Monday, August 20, 2012

The Politics of Gun Control

I read Blake Zeff's recent article on gun control and found myself unexpectedly impressed. The piece begins with this simple premise:

There's a reason that nothing's happening to improve gun safety in America despite the mass shootings that now occur so regularly: No one in power is scared of the gun control movement.

And he proceeds from there to discuss not so much the "why" of gun control, which becomes so immediately repetitive in the wake of so many recent shootings, but the "how." Taking his cues from the movement to legalize same-sex marriage, he explores how gun control advocates need to be willing to invest financially in the cause and to take control of how the debate is framed. Both are pragmatic suggestions and both have worked very well for the same-sex marriage movement. It is an interesting exploration of the technology of politics.

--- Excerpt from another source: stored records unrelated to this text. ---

//! Storage contracts for delta sessions and finalized history, plus in-memory
//! implementations.

use dashmap::DashMap;
use tracing::debug;

use crate::encoding::StoredDelta;
use crate::errors::StoreError;
use crate::ids::{MessageId, SessionId, StreamKey, ThreadId};
use crate::message::Message;

/// Durable, append-only storage of delta batches per stream session.
#[async_trait::async_trait]
pub trait DeltaStore: Send + Sync {
    /// Opens a session for `key`. A session already open for the same key is
    /// replaced.
    async fn create_session(&self, key: &StreamKey) -> Result<SessionId, StoreError>;

    /// Appends one delta. Deltas must be contiguous within the session.
    async fn push_delta(&self, session: SessionId, delta: StoredDelta) -> Result<(), StoreError>;

    /// Deletes the session and all of its deltas.
    async fn delete_session(&self, session: SessionId) -> Result<(), StoreError>;

    /// Returns the open session for `key`, if any.
    async fn find_session(&self, key: &StreamKey) -> Result<Option<SessionId>, StoreError>;

    /// Returns the session's deltas in `start` order, or `None` when the
    /// session no longer exists.
    async fn read_deltas(&self, session: SessionId)
    -> Result<Option<Vec<StoredDelta>>, StoreError>;
}

/// Persisted history of finalized messages.
#[async_trait::async_trait]
pub trait HistoryStore: Send + Sync {
    /// Inserts the message or replaces the one with the same id.
    async fn upsert_message(&self, thread: &ThreadId, message: Message) -> Result<(), StoreError>;

    /// All messages of a thread ordered by `createdAt` ascending.
    async fn list_messages(&self, thread: &ThreadId) -> Result<Vec<Message>, StoreError>;

    async fn get_message(
        &self,
        thread: &ThreadId,
        id: &MessageId,
    ) -> Result<Option<Message>, StoreError>;
}

struct SessionRecord {
    key: StreamKey,
    deltas: Vec<StoredDelta>,
}

/// In-memory [`DeltaStore`].
#[derive(Default)]
pub struct InMemoryDeltaStore {
    sessions: DashMap<SessionId, SessionRecord>,
    by_key: DashMap<StreamKey, SessionId>,
}

impl InMemoryDeltaStore {
    pub fn new() -> Self {
        Self::default()
    }

    /// Number of open sessions.
    pub fn session_count(&self) -> usize {
        self.sessions.len()
    }
}

#[async_trait::async_trait]
impl DeltaStore for InMemoryDeltaStore {
    async fn create_session(&self, key: &StreamKey) -> Result<SessionId, StoreError> {
        let session = SessionId::generate();
        if let Some(previous) = self.by_key.insert(key.clone(), session) {
            self.sessions.remove(&previous);
            debug!(session_id = %previous, key = %key, "replaced open stream session");
        }
        self.sessions.insert(
            session,
            SessionRecord {
                key: key.clone(),
                deltas: Vec::new(),
            },
        );
        Ok(session)
    }

    async fn push_delta(&self, session: SessionId, delta: StoredDelta) -> Result<(), StoreError> {
        let mut record = self
            .sessions
            .get_mut(&session)
            .ok_or(StoreError::SessionNotFound(session))?;
        let expected = record.deltas.last().map_or(0, |last| last.end);
        if delta.start != expected {
            return Err(StoreError::NonContiguous {
                session,
                expected,
                found: delta.start,
            });
        }
        record.deltas.push(delta);
        Ok(())
    }

    async fn delete_session(&self, session: SessionId) -> Result<(), StoreError> {
        if let Some((_, record)) = self.sessions.remove(&session) {
            self.by_key.remove_if(&record.key, |_, current| *current == session);
        }
        Ok(())
    }

    async fn find_session(&self, key: &StreamKey) -> Result<Option<SessionId>, StoreError> {
        Ok(self.by_key.get(key).map(|entry| *entry.value()))
    }

    async fn read_deltas(
        &self,
        session: SessionId,
    ) -> Result<Option<Vec<StoredDelta>>, StoreError> {
        Ok(self
            .sessions
            .get(&session)
            .map(|record| record.deltas.clone()))
    }
}

/// In-memory [`HistoryStore`].
#[derive(Default)]
pub struct InMemoryHistoryStore {
    threads: DashMap<ThreadId, Vec<Message>>,
}

impl InMemoryHistoryStore {
    pub fn new() -> Self {
        Self::default()
    }
}

#[async_trait::async_trait]
impl HistoryStore for InMemoryHistoryStore {
    async fn upsert_message(&self, thread: &ThreadId, message: Message) -> Result<(), StoreError> {
        let mut messages = self.threads.entry(thread.clone()).or_default();
        match messages.iter_mut().find(|existing| existing.id == message.id) {
            Some(existing) => *existing = message,
            None => messages.push(message),
        }
        Ok(())
    }

    async fn list_messages(&self, thread: &ThreadId) -> Result<Vec<Message>, StoreError> {
        let mut messages = self
            .threads
            .get(thread)
            .map(|entry| entry.value().clone())
            .unwrap_or_default();
        messages.sort_by_key(Message::created_at);
        Ok(messages)
    }

    async fn get_message(
        &self,
        thread: &ThreadId,
        id: &MessageId,
    ) -> Result<Option<Message>, StoreError> {
        Ok(self
            .threads
            .get(thread)
            .and_then(|entry| entry.iter().find(|message| message.id == *id).cloned()))
    }
}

Zeff also attempts to locate the major obstacle that gun control will face that same-sex marriage will not. For him, this is the established opposition represented symbolically (and fiscally) by the NRA. Now, I am skeptical that opposition movements to same-sex marriage can really be described as "relatively weak and poorly organized," except in places where it likely would have made no difference to begin with, but the political might of the NRA does make for a substantial hurdle to overcome.

Zeff does not, however, note a more crucial difference between the two movements. The press for same-sex marriage was, fundamentally, an attempt to expand a set of rights (as we conceive of them). Gun control, for whatever its merits may be, is an attempt to narrow a set of rights. It is critical to note that I am not saying that owning an assault weapon ought to be a right. For that matter, I am not saying getting married should be either. In simple pragmatic terms, however, where same-sex marriage has been permitted, people have been allowed to do something legally that they could not previously. Were gun control enacted, something that people could once do legally would no longer be licit.

You can frame the position as a libertarian one, as Zeff does. You can cite statistics about gun violence. You can appeal to examples of European nations with little to no gun crimes. You can reframe the parameters of the debate, restructure the narrative as much as you want. At the end of the day, Americans have a deeply ingrained cultural aversion to abridging rights. One need only look at Prohibition, that most dramatic of all prohibitive laws, and note that it took nearly one hundred years of temperance movements to see Prohibition amended to the Constitution and only thirteen years of spotty or non-existent enforcement to see it repealed. Once Americans have a taste of something or even the knowledge of the potential to taste of something, telling them they can't have it violates a spirit that permeates our society.

Zeff notes that the statistical data which shows a small majority of Americans in favor of at least some form of gun control is rendered pragmatically meaningless when the question of who will be motivated to translate those positions into votes. it is my suspicion that many people who will never own an assault rifle, even people who will never own a gun, when the time comes to decide whether or not to restrict a activity they have no intention of participating in, they will react viscerally and decisively. The Enlightenment sense of entitlement, of rights, is more essential to American culture even than Christian morality. To overturn it will require a more herculean effort even than the marginal gains that have been made toward legalizing same-sex marriage.

That is not to say it can't be done. It obviously can be. Americans have, from time to time and with varying degrees of permanence, broached new frontiers of government restriction of behavior. It is not typical, but it is possible. What's more, it is not even my intention to argue against trying to achieve gun control. While I recognize that pressing gun restrictions, even to the point that we already have, is antithetical to the spirit of those founders who drafted and supported the Bill of Rights, I also don't owe them any particular loyalty. I'd be happier in an America with fewer guns. Or no guns, since in my experience they exist primarily for sport hunting and violence directed at people--aggressive and defensive, licit and illicit.

All of that is beside the point. The point is that Zeff, while making an interesting and likely constructive argument for the mechanics of achieving gun control, fails to accurately grasp the problem of his parallel to same-sex marriage. This is not like knowing how to grow cucumbers and using that to learn how to grow squash. This is like knowing how to grow cucumbers and trying to use that to learn how to ungrow them. It's a whole different ball game.